JD Vance and I share Appalachian roots. He’s just the latest to exploit the region for personal profit. - The Boston Globe (2024)

As many were reeling from the 2016 presidential election, JD Vance’s “Hillbilly Elegy,” published earlier that year, emerged as a way to understand Trump’s victory via a working class memoir from Appalachia. And for me, as an Appalachian expatriate living in New England, “Hillbilly Elegy” became inescapable. Liberal and well-meaning colleagues told me that they had read the book; many told me that they understood where I was from having read it. “Hillbilly Elegy” is selling again as Americans seek to understand the vice presidential nominee; his first success was not when the book was released but when Trump was elected and Vance’s book was seen as an answer from Appalachia. Many Appalachians take issue with his claim to the region given that he was raised in Middletown, Ohio — which is not Appalachian — and only visited family in eastern Kentucky.

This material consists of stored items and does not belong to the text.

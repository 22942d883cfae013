//! Mapping between time and horizontal position on the timeline.
//!
//! The timeline is a track of fixed width representing a [`DateRange`]. A
//! timestamp maps linearly onto that track:
//!
//! ```text
//! offset = (timestamp - start) / (end - start) * track_width
//! ```
//!
//! Timestamps outside the range map to negative offsets or offsets past the
//! end of the track; clipping is the caller's job.

use chrono::{Datelike, Duration, NaiveDate, NaiveTime};
use serde::{Deserialize, Serialize};

use crate::error::{ProtocolError, Result};
use crate::range::DateRange;
use crate::record::{Record, Timestamp};

/// Maps `ts` onto a track of `track_width` units spanning `range`.
///
/// This is the raw interpolation; prefer [`TimeScale`] which validates the
/// track width once.
///
/// # Examples
///
/// ```
/// use gantt_protocol::{DateRange, parse_timestamp, scale::offset_of};
///
/// let range = DateRange::new(
///     parse_timestamp("2023-06-01").unwrap(),
///     parse_timestamp("2023-06-11").unwrap(),
/// ).unwrap();
///
/// let mid = parse_timestamp("2023-06-06").unwrap();
/// assert_eq!(offset_of(&range, 100.0, mid), 50.0);
/// ```
#[must_use]
pub fn offset_of(range: &DateRange, track_width: f64, ts: Timestamp) -> f64 {
    let elapsed = (ts - range.start()).num_milliseconds() as f64;
    elapsed / range.duration_millis() as f64 * track_width
}

/// Horizontal placement of a bar on the track.
///
/// `width` is negative when the record finishes before it starts; this is
/// passed through unchanged.
#[derive(Debug, Clone, Copy, PartialEq)]
pub struct BarGeometry {
    /// Offset of the bar's leading edge.
    pub left: f64,
    /// Signed width of the bar.
    pub width: f64,
}

impl BarGeometry {
    /// Offset of the bar's trailing edge.
    #[must_use]
    pub fn right(&self) -> f64 {
        self.left + self.width
    }
}

/// Granularity of the timeline header ticks.
#[derive(Debug, Clone, Copy, PartialEq, Eq, Hash, Default, Serialize, Deserialize)]
#[serde(rename_all = "snake_case")]
pub enum HeaderResolution {
    /// One tick per calendar month.
    #[default]
    Month,
    /// One tick per week, on Mondays.
    Week,
    /// One tick per day.
    Day,
}

/// A labelled position on the timeline header.
#[derive(Debug, Clone, PartialEq)]
pub struct Tick {
    /// The instant the tick marks.
    pub at: Timestamp,
    /// Its offset on the track.
    pub offset: f64,
    /// Short label for display.
    pub label: String,
}

/// A validated date range together with the width of the track it spans.
///
/// # Examples
///
/// ```
/// use gantt_protocol::{DateRange, TimeScale, parse_timestamp};
///
/// let ts = |s| parse_timestamp(s).unwrap();
/// let range = DateRange::new(ts("2023-06-01T09:00"), ts("2023-06-27T13:00")).unwrap();
/// let scale = TimeScale::new(range, 3000.0).unwrap();
///
/// assert_eq!(scale.offset(range.start()), 0.0);
/// assert_eq!(scale.offset(range.end()), 3000.0);
///
/// let bar = scale.bar(ts("2023-06-08T09:00"), ts("2023-06-15T09:00"));
/// assert!((bar.left - 802.55).abs() < 0.01);
/// assert!((bar.width - 802.55).abs() < 0.01);
/// ```
#[derive(Debug, Clone, Copy, PartialEq)]
pub struct TimeScale {
    range: DateRange,
    track_width: f64,
}

impl TimeScale {
    /// Creates a scale over `range` with a track `track_width` units wide.
    ///
    /// # Errors
    ///
    /// Returns [`ProtocolError::InvalidTrackWidth`] if the width is not a
    /// finite, positive number.
    pub fn new(range: DateRange, track_width: f64) -> Result<Self> {
        if !track_width.is_finite() || track_width <= 0.0 {
            return Err(ProtocolError::InvalidTrackWidth(track_width));
        }
        Ok(Self { range, track_width })
    }

    /// Returns the date range of the scale.
    #[must_use]
    pub const fn range(&self) -> DateRange {
        self.range
    }

    /// Returns the track width.
    #[must_use]
    pub const fn track_width(&self) -> f64 {
        self.track_width
    }

    /// Maps a timestamp onto the track.
    #[must_use]
    pub fn offset(&self, ts: Timestamp) -> f64 {
        offset_of(&self.range, self.track_width, ts)
    }

    /// Returns the bar placement for a `[start, finish]` span.
    #[must_use]
    pub fn bar(&self, start: Timestamp, finish: Timestamp) -> BarGeometry {
        let left = self.offset(start);
        BarGeometry {
            left,
            width: self.offset(finish) - left,
        }
    }

    /// Returns the bar placement for a record, or `None` if either of its
    /// timestamps is missing.
    #[must_use]
    pub fn bar_for(&self, record: &Record) -> Option<BarGeometry> {
        record
            .span()
            .map(|(start, finish)| self.bar(start, finish))
    }

    /// Inverse of [`offset`](Self::offset), rounded to the millisecond.
    #[must_use]
    pub fn date_at(&self, offset: f64) -> Timestamp {
        let millis = offset / self.track_width * self.range.duration_millis() as f64;
        self.range.start() + Duration::milliseconds(millis.round() as i64)
    }

    /// Returns the header ticks falling within the range, at the given
    /// resolution.
    ///
    /// # Examples
    ///
    /// ```
    /// use gantt_protocol::{DateRange, HeaderResolution, TimeScale, parse_timestamp};
    ///
    /// let ts = |s| parse_timestamp(s).unwrap();
    /// let range = DateRange::new(ts("2023-05-20"), ts("2023-07-10")).unwrap();
    /// let scale = TimeScale::new(range, 100.0).unwrap();
    ///
    /// let labels: Vec<_> = scale
    ///     .ticks(HeaderResolution::Month)
    ///     .into_iter()
    ///     .map(|tick| tick.label)
    ///     .collect();
    /// assert_eq!(labels, ["Jun 2023", "Jul 2023"]);
    /// ```
    #[must_use]
    pub fn ticks(&self, resolution: HeaderResolution) -> Vec<Tick> {
        self.ticks_between(self.range.start(), self.range.end(), resolution)
    }

    /// Returns the header ticks between `from` and `to`, limited to the
    /// range.
    ///
    /// Only the dates in the window are visited, so the cost follows the
    /// window rather than the whole range.
    ///
    /// # Examples
    ///
    /// ```
    /// use gantt_protocol::{DateRange, HeaderResolution, TimeScale, parse_timestamp};
    ///
    /// let ts = |s| parse_timestamp(s).unwrap();
    /// let range = DateRange::new(ts("1970-01-01"), ts("2023-07-01")).unwrap();
    /// let scale = TimeScale::new(range, 240.0).unwrap();
    ///
    /// let ticks = scale.ticks_between(
    ///     ts("2023-06-28T12:00"),
    ///     ts("2023-07-09"),
    ///     HeaderResolution::Day,
    /// );
    /// let labels: Vec<_> = ticks.iter().map(|tick| tick.label.as_str()).collect();
    /// assert_eq!(labels, ["29", "30", "01"]);
    /// ```
    #[must_use]
    pub fn ticks_between(
        &self,
        from: Timestamp,
        to: Timestamp,
        resolution: HeaderResolution,
    ) -> Vec<Tick> {
        let from = from.max(self.range.start());
        let to = to.min(self.range.end());
        let mut ticks = Vec::new();
        if from > to {
            return ticks;
        }
        let mut day = first_boundary(from, resolution);

        while let Some(current) = day {
            let at = current.and_time(NaiveTime::MIN);
            if at > to {
                break;
            }
            ticks.push(Tick {
                at,
                offset: self.offset(at),
                label: tick_label(current, resolution),
            });
            day = next_boundary(current, resolution);
        }

        ticks
    }
}

/// First tick date at or after `from`.
fn first_boundary(from: Timestamp, resolution: HeaderResolution) -> Option<NaiveDate> {
    let date = from.date();
    let candidate = match resolution {
        HeaderResolution::Month => date.with_day(1)?,
        HeaderResolution::Week => {
            date - Duration::days(i64::from(date.weekday().num_days_from_monday()))
        }
        HeaderResolution::Day => date,
    };

    if candidate.and_time(NaiveTime::MIN) >= from {
        Some(candidate)
    } else {
        next_boundary(candidate, resolution)
    }
}

fn next_boundary(date: NaiveDate, resolution: HeaderResolution) -> Option<NaiveDate> {
    match resolution {
        HeaderResolution::Month => {
            let (year, month) = if date.month() == 12 {
                (date.year() + 1, 1)
            } else {
                (date.year(), date.month() + 1)
            };
            NaiveDate::from_ymd_opt(year, month, 1)
        }
        HeaderResolution::Week => date.checked_add_signed(Duration::days(7)),
        HeaderResolution::Day => date.succ_opt(),
    }
}

fn tick_label(date: NaiveDate, resolution: HeaderResolution) -> String {
    match resolution {
        HeaderResolution::Month => date.format("%b %Y").to_string(),
        HeaderResolution::Week => date.format("%d %b").to_string(),
        HeaderResolution::Day => date.format("%d").to_string(),
    }
}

I was a 24-year-old living in Boston when I realized what it meant to be Appalachian. Five generations of my family had called western North Carolina home, and I had nothing but pride in calling myself a mountain girl. It didn’t take me long to realize that my feelings about Appalachia were not widely shared in the city. I spent a little time trying to explain where I was from and what that meant. But the shadow of stereotype darkened the light I tried to shine when I talked about home, and before long I stopped saying where I was from. All along, though, I held on to my love for Appalachia like a secret — their loss if they don’t know the labor history of the term redneck or if they take hillbilly to be a slur. I knew then that Appalachia was a complex and beautiful place worth loving.

Like any empathetic reader, I found Vance’s personal story touching. The character of his Mamaw resonated with me. I was sad for this boy whose mother battled addiction, creating instability and insecurity for JD. But about halfway through the book, I started cringing as it felt like he was writing something other than a personal memoir. As I read closely to confirm that he was, in fact, claiming that hillbillies are somehow inherently lazy and prone to violence, I was baffled. When I realized he was citing eugenicist Charles Murray, I was worried. By the time that I had finished the book, I was shaking mad. Vance was manipulating readers into thinking that his point of view was somehow representative. He was convincing people that Appalachians are all the same — poor, lazy, and deserving of their poverty.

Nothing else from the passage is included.